FIG. 6 is a diagram illustrating an example in which an embedded terminal includes a temporary DICOM original medical image data unit and a temporary DICC size-reduced medical image data unit in an embodiment of the present invention. FIG.
7 is a detailed diagram of an overlay server according to the present invention;
Hereinafter, the present invention will be described in detail with reference to the accompanying drawings. The following description is intended to explain the present invention in detail and does not limit the scope of the present invention.
The present invention enables the diCOM original medical image transformation process to be performed quickly and easily by allowing the diCOM original medical image modification process in the embedded terminal to display the reduced dicom size reduced medical image data in a small size, The original medical image transmission is distributed to the P2P overlay network through the overlay server, so that the diicom medical image data can be transmitted quickly in a limited network environment.

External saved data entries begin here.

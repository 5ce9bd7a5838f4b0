mod ui;

use clap::{error::ErrorKind, CommandFactory, Parser};
use crossterm::{
    event::{KeyCode, KeyEvent, KeyModifiers},
    execute,
    terminal::{disable_raw_mode, enable_raw_mode, EnterAlternateScreen, LeaveAlternateScreen},
    tty::IsTty,
};
use mnemo::{
    app_dirs::AppDirs,
    clock::SystemClock,
    config::{Config, ConfigStore, FileConfigStore},
    history::{HistoryDb, NumberSummary},
    memorization::{GamePhase, MemorizationGame, MAX_DIGITS, MIN_DIGITS},
    mnemonic,
    presets::{find_preset, TrainingPreset, PRESETS},
    runtime::{AppEvent, CrosstermEventSource, EventSource, Runner, TICK_RATE_MS},
    sequence::{generate_training_sequence, NumberFormat},
    session::{GameSession, SessionState},
    statistics::SessionStatistics,
    telemetry,
};
use rand::seq::SliceRandom;
use ratatui::{
    backend::{Backend, CrosstermBackend},
    Terminal,
};
use std::{
    error::Error,
    io::{self, stdin},
    path::Path,
    time::Duration,
};
use tracing::{info, warn};

/// Longest text accepted in a custom range field ("099" style input is allowed)
const RANGE_INPUT_MAX: usize = 3;

/// terminal trainer for the Major System
#[derive(Parser, Debug, Clone, Default)]
#[clap(
    version,
    about,
    long_about = "Drill Major System numbers in shuffled order, time every recall, and review which numbers are slowest to come back to you."
)]
pub struct Cli {
    /// first number of the range to drill, e.g. 00, 0 or 25
    #[clap(short = 's', long = "start")]
    range_start: Option<String>,

    /// last number of the range to drill, e.g. 09, 50 or 99
    #[clap(short = 'e', long = "end")]
    range_end: Option<String>,

    /// named range: beginner, single-digits, teens, twenties, first-50, full-range
    #[clap(short = 'p', long, conflicts_with_all = ["range_start", "range_end"])]
    preset: Option<String>,

    /// how numbers are displayed (saved as the new default)
    #[clap(short = 'f', long, value_enum)]
    format: Option<NumberFormat>,

    /// open the long-number memorisation drill
    #[clap(short = 'm', long)]
    memorize: bool,

    /// number of digits to memorise
    #[clap(short = 'd', long, value_parser = clap::value_parser!(u16).range(1..=500))]
    digits: Option<u16>,

    /// show memorisation digits grouped in pairs
    #[clap(long)]
    separated: bool,

    /// print the digit to consonant-sound table and exit
    #[clap(long)]
    help_sounds: bool,

    /// do not record recall times to the history database
    #[clap(long)]
    no_history: bool,
}

#[derive(Debug, Clone, Copy, PartialEq, Eq)]
pub enum AppState {
    Menu,
    CustomRange,
    Training,
    Results,
    History,
    Help,
    Memorize,
}

#[derive(Debug, Clone, Copy, PartialEq, Eq)]
pub enum MenuEntry {
    Preset(&'static TrainingPreset),
    CustomRange,
    Memorize,
    History,
    Help,
    Quit,
}

impl MenuEntry {
    pub fn label(&self) -> String {
        match self {
            MenuEntry::Preset(p) => format!("{:<14} {}", p.name, p.description),
            MenuEntry::CustomRange => "Custom Range".to_string(),
            MenuEntry::Memorize => "Memorize Digits".to_string(),
            MenuEntry::History => "History".to_string(),
            MenuEntry::Help => "Major System Help".to_string(),
            MenuEntry::Quit => "Quit".to_string(),
        }
    }
}

pub fn menu_entries() -> Vec<MenuEntry> {
    PRESETS
        .iter()
        .map(MenuEntry::Preset)
        .chain([
            MenuEntry::CustomRange,
            MenuEntry::Memorize,
            MenuEntry::History,
            MenuEntry::Help,
            MenuEntry::Quit,
        ])
        .collect()
}

#[derive(Debug, Clone, Copy, Default, PartialEq, Eq)]
pub enum RangeField {
    #[default]
    Start,
    End,
}

#[derive(Debug, Default)]
pub struct CustomRangeInput {
    pub start: String,
    pub end: String,
    pub field: RangeField,
}

impl CustomRangeInput {
    fn active(&mut self) -> &mut String {
        match self.field {
            RangeField::Start => &mut self.start,
            RangeField::End => &mut self.end,
        }
    }

    fn switch_field(&mut self) {
        self.field = match self.field {
            RangeField::Start => RangeField::End,
            RangeField::End => RangeField::Start,
        };
    }
}

#[derive(Debug, Clone, Copy, PartialEq, Eq)]
pub enum HistorySort {
    Number,
    AvgTime,
    Attempts,
}

#[derive(Debug)]
pub struct HistoryState {
    pub scroll_offset: usize,
    pub sort_by: HistorySort,
    pub sort_ascending: bool,
}

impl Default for HistoryState {
    fn default() -> Self {
        Self {
            scroll_offset: 0,
            sort_by: HistorySort::Number,
            sort_ascending: true,
        }
    }
}

#[derive(Debug, Clone, Copy, PartialEq, Eq)]
pub enum Flow {
    Continue,
    Quit,
}
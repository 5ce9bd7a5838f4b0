//! Canonical ordering of training numbers and range slicing.
//!
//! The canonical list is the ten zero-padded numbers `00`..`09` followed by
//! the plain numbers `0`..`99`. A range is resolved by locating both
//! endpoints in that list and taking everything between them, so `"08"` to
//! `"2"` yields `08, 09, 0, 1, 2`.

use serde::{Deserialize, Serialize};

use crate::error::{MajorError, Result};
use crate::major_number::{MajorNumber, MAX_PADDED_VALUE, MAX_VALUE};

const PADDED_COUNT: usize = (MAX_PADDED_VALUE + 1) as usize;
pub const CANONICAL_LEN: usize = PADDED_COUNT + (MAX_VALUE + 1) as usize;

/// Number at position `idx` of the canonical list
fn canonical_number(idx: usize) -> MajorNumber {
    debug_assert!(idx < CANONICAL_LEN);
    if idx < PADDED_COUNT {
        MajorNumber::from_parts(idx as u8, true)
    } else {
        MajorNumber::from_parts((idx - PADDED_COUNT) as u8, false)
    }
}

/// Position of `number` in the canonical list
pub fn canonical_index(number: MajorNumber) -> usize {
    if number.is_zero_padded() {
        number.value() as usize
    } else {
        PADDED_COUNT + number.value() as usize
    }
}

/// Iterate the full canonical list
pub fn canonical_order() -> Iter {
    Iter {
        next: 0,
        end: CANONICAL_LEN,
    }
}

/// Parse one range endpoint as typed by the user
pub fn parse_range_value(text: &str) -> Result<MajorNumber> {
    let trimmed = text.trim();
    if trimmed.is_empty() {
        return Err(MajorError::InvalidArgument(
            "range value cannot be empty".to_string(),
        ));
    }

    let value: i64 = trimmed
        .parse()
        .map_err(|_| MajorError::InvalidArgument(format!("invalid numeric value: {trimmed}")))?;

    if !(0..=MAX_VALUE as i64).contains(&value) {
        return Err(MajorError::Range(format!(
            "value must be between 0 and {MAX_VALUE}: {value}"
        )));
    }

    let is_zero_padded =
        trimmed.len() == 2 && trimmed.starts_with('0') && value <= MAX_PADDED_VALUE as i64;

    MajorNumber::new(value as i32, is_zero_padded)
}

/// A contiguous slice of the canonical list.
///
/// Holds only the slice bounds; every iteration walks the slice afresh.
#[derive(Debug, Clone, Copy, PartialEq, Eq)]
pub struct NumberSequence {
    start: usize,
    end: usize,
}

impl NumberSequence {
    pub fn first(&self) -> MajorNumber {
        canonical_number(self.start)
    }

    pub fn last(&self) -> MajorNumber {
        canonical_number(self.end)
    }

    pub fn len(&self) -> usize {
        self.end - self.start + 1
    }

    /// Always false: a resolved range includes at least its start
    pub fn is_empty(&self) -> bool {
        false
    }

    pub fn iter(&self) -> Iter {
        Iter {
            next: self.start,
            end: self.end + 1,
        }
    }

    pub fn to_vec(&self) -> Vec<MajorNumber> {
        self.iter().collect()
    }
}

impl IntoIterator for NumberSequence {
    type Item = MajorNumber;
    type IntoIter = Iter;

    fn into_iter(self) -> Iter {
        self.iter()
    }
}

impl IntoIterator for &NumberSequence {
    type Item = MajorNumber;
    type IntoIter = Iter;

    fn into_iter(self) -> Iter {
        self.iter()
    }
}

#[derive(Debug, Clone)]
pub struct Iter {
    next: usize,
    end: usize,
}

impl Iterator for Iter {
    type Item = MajorNumber;

    fn next(&mut self) -> Option<MajorNumber> {
        if self.next >= self.end {
            return None;
        }
        let n = canonical_number(self.next);
        self.next += 1;
        Some(n)
    }

    fn size_hint(&self) -> (usize, Option<usize>) {
        let remaining = self.end.saturating_sub(self.next);
        (remaining, Some(remaining))
    }
}

impl ExactSizeIterator for Iter {}

/// Resolve a range typed as text, e.g. `("00", "09")` or `("08", "2")`
pub fn generate_sequence(range_start: &str, range_end: &str) -> Result<NumberSequence> {
    let start = parse_range_value(range_start)?;
    let end = parse_range_value(range_end)?;
    generate_between(start, end)
}

/// Resolve a range from already parsed endpoints
pub fn generate_between(start: MajorNumber, end: MajorNumber) -> Result<NumberSequence> {
    let start_idx = canonical_index(start);
    let end_idx = canonical_index(end);

    if start_idx > end_idx {
        return Err(MajorError::InvalidArgument(format!(
            "start number {start} must come before end number {end} in sequence"
        )));
    }

    Ok(NumberSequence {
        start: start_idx,
        end: end_idx,
    })
}

/// How numbers are shown to the user
#[derive(
    Debug,
    Clone,
    Copy,
    Default,
    PartialEq,
    Eq,
    Serialize,
    Deserialize,
    clap::ValueEnum,
    strum_macros::Display,
)]
#[serde(rename_all = "lowercase")]
pub enum NumberFormat {
    /// leading zeros everywhere: 00, 01, .., 99
    #[default]
    Padded,
    /// no leading zeros except for the padded bucket: 0, 1, .., 99
    Natural,
}

pub fn format_number(number: MajorNumber, format: NumberFormat) -> String {
    match format {
        NumberFormat::Natural if number.is_zero_padded() => format!("0{}", number.value()),
        NumberFormat::Natural => number.value().to_string(),
        NumberFormat::Padded => format!("{:02}", number.value()),
    }
}

/// Training order for a range under a display format.
///
/// In padded format a range with both ends in the padded bucket stays inside
/// it, so `00`..`05` never spills into the plain numbers.
pub fn generate_training_sequence(
    range_start: &str,
    range_end: &str,
    format: NumberFormat,
) -> Result<Vec<MajorNumber>> {
    let start = parse_range_value(range_start)?;
    let end = parse_range_value(range_end)?;

    if format == NumberFormat::Padded && start.is_zero_padded() && end.is_zero_padded() {
        if start.value() > end.value() {
            return Err(MajorError::InvalidArgument(format!(
                "start number {start} must come before end number {end} in sequence"
            )));
        }
        return Ok((start.value()..=end.value())
            .map(|v| MajorNumber::from_parts(v, true))
            .collect());
    }

    Ok(generate_between(start, end)?.to_vec())
}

The present invention relates to a method of processing a digital medical image in an embedded multi-platform environment, the method comprising the steps of: (a) generating a digital medical image data A data size
Here, the image data size reduction and
The adjustment of the DICOM original medical image data in the image data size reduction and
The DICOM original medical
The DICOM original medical image data and the DICOM size reduction medical image data displayed on the embedded
The DICOM original medical image data and the DICOM size reduction medical image data displayed on the embedded
In the deformation
In particular, the
Hereinafter, a system according to the present invention will be described.
That is, the present invention relates to a DICOM medical image system in an embedded multi-platform environment, wherein the DICOM medical image includes a DICOM medical image and is provided to an embedded
The Pax
The
The embedded
Hereinafter, the operation of the present invention will be described.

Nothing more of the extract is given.